I have been jawing around about cobbling a few pet technologies together to make an interesting/uninteresting filter for RSS news. The reasoning behind this is the whole “Web 2.0” thing, where user-rated content seems to be all the rage. The problem I see with user-rated content is that you need to align with the opinions of other users if these evaluations are to have any context and applicability.

This leads me to the problem of going to Digg and having to search through perhaps 10% of postings within the “OMG!!! Bush has a booger. LOL!!! Worst President EVER!!!” ilk, despite my general interest in the technology and “oddly enough” stories typically featured on that site (moreso than Fark, etc.).

So, I had this idea. Combine a caching RSS parser with a Bayesian spam filter, using no spam corpus to train the filter initially. Mark interesting stories as “not spam” and uninteresting stories as “spam.” Start training the filter in this way until predictions arise.

I originally thought to do this with Python (thanks to its somewhat holy union of easy memory management, an http client, and an XML parser). However, PHP features somewhat unholier capabilities on these vectors, and I plugged in MagpieRSS last night for a grab-and-go RSS dirty work agent.

I used the venerable bogofilter, effective in both naming and function, to perform the Bayesian classification. The thing is running as a local web application on joey.home.local, which is magically running here at home.

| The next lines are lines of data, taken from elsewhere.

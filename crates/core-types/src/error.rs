use thiserror::Error;

#[derive(Error, Debug, Clone, PartialEq, Eq)]
pub enum CoreError {
    #[error("Account data too small for {layout}. Required: {required} bytes, Found: {found}")]
    AccountTooSmall {
        layout: &'static str,
        required: usize,
        found: usize,
    },

    #[error("Account discriminator does not match layout {0}")]
    DiscriminatorMismatch(&'static str),

    #[error("Invalid option kind discriminant: {0}")]
    InvalidOptionKind(u8),

    #[error("Invalid input for {0}: {1}")]
    InvalidInput(String, String),
}
use core_types::{CoreError, Protocol, Pubkey};
use ledger_client::error::LedgerError;
use thiserror::Error;

#[derive(Error, Debug)]
pub enum LoaderError {
    #[error("Ledger error while loading {protocol} accounts: {source}")]
    Ledger {
        protocol: Protocol,
        #[source]
        source: LedgerError,
    },

    #[error("Failed to decode {protocol} account {address}: {source}")]
    Decode {
        protocol: Protocol,
        address: Pubkey,
        #[source]
        source: CoreError,
    },

    #[error("Configured {protocol} account {address} does not exist")]
    MissingAccount { protocol: Protocol, address: Pubkey },

    #[error("Configured account {address} is not a {protocol} metadata account")]
    UnexpectedLayout { protocol: Protocol, address: Pubkey },
}
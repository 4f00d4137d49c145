use core_types::{CoreError, OptionKind, Pubkey};
use ledger_client::error::LedgerError;
use registry::RegistryError;
use thiserror::Error;

#[derive(Error, Debug)]
pub enum ComposeError {
    #[error("Registry lookup failed: {0}")]
    Registry(#[from] RegistryError),

    #[error("No active {kind:?} product with strike {strike} in options group {group}")]
    NoMatchingProduct {
        group: Pubkey,
        strike: u64,
        kind: OptionKind,
    },

    #[error("Vault {0} does not exist on the ledger")]
    VaultNotFound(Pubkey),

    #[error("Vault {address} is malformed: {source}")]
    MalformedVault {
        address: Pubkey,
        #[source]
        source: CoreError,
    },

    #[error("Ledger error while reading vault state: {0}")]
    Ledger(#[from] LedgerError),

    #[error("Invalid {field}: must be greater than zero")]
    InvalidAmount { field: &'static str },

    #[error("Invalid fee of {0} bps: must not exceed 10000")]
    InvalidFee(u16),

    #[error("At least one signer is required")]
    MissingSigner,
}

impl ComposeError {
    /// True for the "requested identity or product does not exist" family.
    pub fn is_not_found(&self) -> bool {
        matches!(
            self,
            ComposeError::Registry(RegistryError::NotFound(_))
                | ComposeError::NoMatchingProduct { .. }
        )
    }
}
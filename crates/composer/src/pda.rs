//! Program-derived addresses used by the vault program and the protocols it calls.

use configuration::ProgramIds;
use core_types::Pubkey;

pub const VAULT_SEED: &[u8] = b"vault";
pub const EXECUTOR_SEED: &[u8] = b"executor";
pub const SHARES_SEED: &[u8] = b"shares";
pub const COLLATERAL_SEED: &[u8] = b"collateral";
pub const UNDERLYING_SEED: &[u8] = b"underlying";
pub const USDC_SEED: &[u8] = b"usdc";
pub const MARGIN_SEED: &[u8] = b"margin";
pub const OPEN_ORDERS_SEED: &[u8] = b"open-orders";
pub const OPEN_ORDERS_MAP_SEED: &[u8] = b"open-orders-map";
pub const OPTIONS_STATE_SEED: &[u8] = b"state";
pub const GREEKS_SEED: &[u8] = b"greeks";

/// Every address derived for one vault, computed together so call sites stay short.
#[derive(Debug, Clone, Copy, PartialEq, Eq)]
pub struct VaultAddresses {
    pub vault: (Pubkey, u8),
    pub executor: (Pubkey, u8),
    pub shares_mint: (Pubkey, u8),
    pub collateral_vault: Pubkey,
    pub underlying_vault: Pubkey,
    pub usdc_vault: Pubkey,
}

impl VaultAddresses {
    pub fn derive(programs: &ProgramIds, reserve: &Pubkey, authority: &Pubkey) -> Self {
        let vault = vault_address(&programs.vault, reserve, authority);
        Self {
            executor: executor_address(&programs.vault, &vault.0),
            shares_mint: shares_mint_address(&programs.vault, &vault.0),
            collateral_vault: token_vault_address(&programs.vault, COLLATERAL_SEED, &vault.0),
            underlying_vault: token_vault_address(&programs.vault, UNDERLYING_SEED, &vault.0),
            usdc_vault: token_vault_address(&programs.vault, USDC_SEED, &vault.0),
            vault,
        }
    }
}

pub fn vault_address(vault_program: &Pubkey, reserve: &Pubkey, authority: &Pubkey) -> (Pubkey, u8) {
    Pubkey::find_program_address(
        &[VAULT_SEED, reserve.as_ref(), authority.as_ref()],
        vault_program,
    )
}

/// The signing authority the vault program uses for CPIs on behalf of `vault`.
pub fn executor_address(vault_program: &Pubkey, vault: &Pubkey) -> (Pubkey, u8) {
    Pubkey::find_program_address(&[EXECUTOR_SEED, vault.as_ref()], vault_program)
}

pub fn shares_mint_address(vault_program: &Pubkey, vault: &Pubkey) -> (Pubkey, u8) {
    Pubkey::find_program_address(&[SHARES_SEED, vault.as_ref()], vault_program)
}

/// One of the vault's token accounts, selected by seed (`collateral`, `underlying`, `usdc`).
pub fn token_vault_address(vault_program: &Pubkey, seed: &[u8], vault: &Pubkey) -> Pubkey {
    Pubkey::find_program_address(&[seed, vault.as_ref()], vault_program).0
}

pub fn lending_market_authority(lending_program: &Pubkey, lending_market: &Pubkey) -> Pubkey {
    Pubkey::find_program_address(&[lending_market.as_ref()], lending_program).0
}

pub fn margin_account_address(options_program: &Pubkey, group: &Pubkey, owner: &Pubkey) -> Pubkey {
    Pubkey::find_program_address(&[MARGIN_SEED, group.as_ref(), owner.as_ref()], options_program).0
}

pub fn open_orders_address(
    options_program: &Pubkey,
    orderbook_program: &Pubkey,
    market: &Pubkey,
    owner: &Pubkey,
) -> Pubkey {
    Pubkey::find_program_address(
        &[
            OPEN_ORDERS_SEED,
            orderbook_program.as_ref(),
            market.as_ref(),
            owner.as_ref(),
        ],
        options_program,
    )
    .0
}

pub fn open_orders_map_address(options_program: &Pubkey, open_orders: &Pubkey) -> Pubkey {
    Pubkey::find_program_address(&[OPEN_ORDERS_MAP_SEED, open_orders.as_ref()], options_program).0
}

pub fn options_state_address(options_program: &Pubkey) -> Pubkey {
    Pubkey::find_program_address(&[OPTIONS_STATE_SEED], options_program).0
}

pub fn greeks_address(options_program: &Pubkey, group: &Pubkey) -> Pubkey {
    Pubkey::find_program_address(&[GREEKS_SEED, group.as_ref()], options_program).0
}

#[cfg(test)]
mod tests {
    use super::*;

    fn programs() -> ProgramIds {
        ProgramIds {
            vault: Pubkey::new_unique(),
            lending: Pubkey::new_unique(),
            options: Pubkey::new_unique(),
            orderbook: Pubkey::new_unique(),
        }
    }

    #[test]
    fn vault_addresses_are_deterministic_and_distinct() {
        let programs = programs();
        let (reserve, authority) = (Pubkey::new_unique(), Pubkey::new_unique());
        let a = VaultAddresses::derive(&programs, &reserve, &authority);
        let b = VaultAddresses::derive(&programs, &reserve, &authority);
        assert_eq!(a, b);

        let all = [
            a.vault.0,
            a.executor.0,
            a.shares_mint.0,
            a.collateral_vault,
            a.underlying_vault,
            a.usdc_vault,
        ];
        for (i, x) in all.iter().enumerate() {
            for y in &all[i + 1..] {
                assert_ne!(x, y);
            }
        }
    }

    #[test]
    fn vault_address_depends_on_authority() {
        let programs = programs();
        let reserve = Pubkey::new_unique();
        let one = vault_address(&programs.vault, &reserve, &Pubkey::new_unique());
        let two = vault_address(&programs.vault, &reserve, &Pubkey::new_unique());
        assert_ne!(one.0, two.0);
    }

    #[test]
    fn open_orders_map_follows_open_orders() {
        let programs = programs();
        let market = Pubkey::new_unique();
        let owner = Pubkey::new_unique();
        let oo = open_orders_address(&programs.options, &programs.orderbook, &market, &owner);
        assert_eq!(
            open_orders_map_address(&programs.options, &oo),
            open_orders_map_address(&programs.options, &oo)
        );
        let other_market = Pubkey::new_unique();
        assert_ne!(
            oo,
            open_orders_address(&programs.options, &programs.orderbook, &other_market, &owner)
        );
    }
}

The prototype of the whole thing is running in about 20 lines of PHP. It’s about as inefficient as you get; each RSS feed item forks a separate bogofilter instance from the shell (yeah, I know, the term “orders of magnitude of performance decreases” comes to mind). There’s also no foreseeable way to have multiple databases – as in, a database of Bayesian classifications for each user in a large group of users. This completely defeats the stated purpose of personalization (save for myself alone), but it’s just a mock-up using the path of least resistance.

The verdict is that the darn thing refuses to classify new content until the database is built up to be more robust. These filters tend to count on a large corpus of both spam and not-spam to use as training before being installed in the wild. Since I’m not using that (can’t: all not-spam is not intrinsically interesting), it will take a while to know if it’s even a good idea.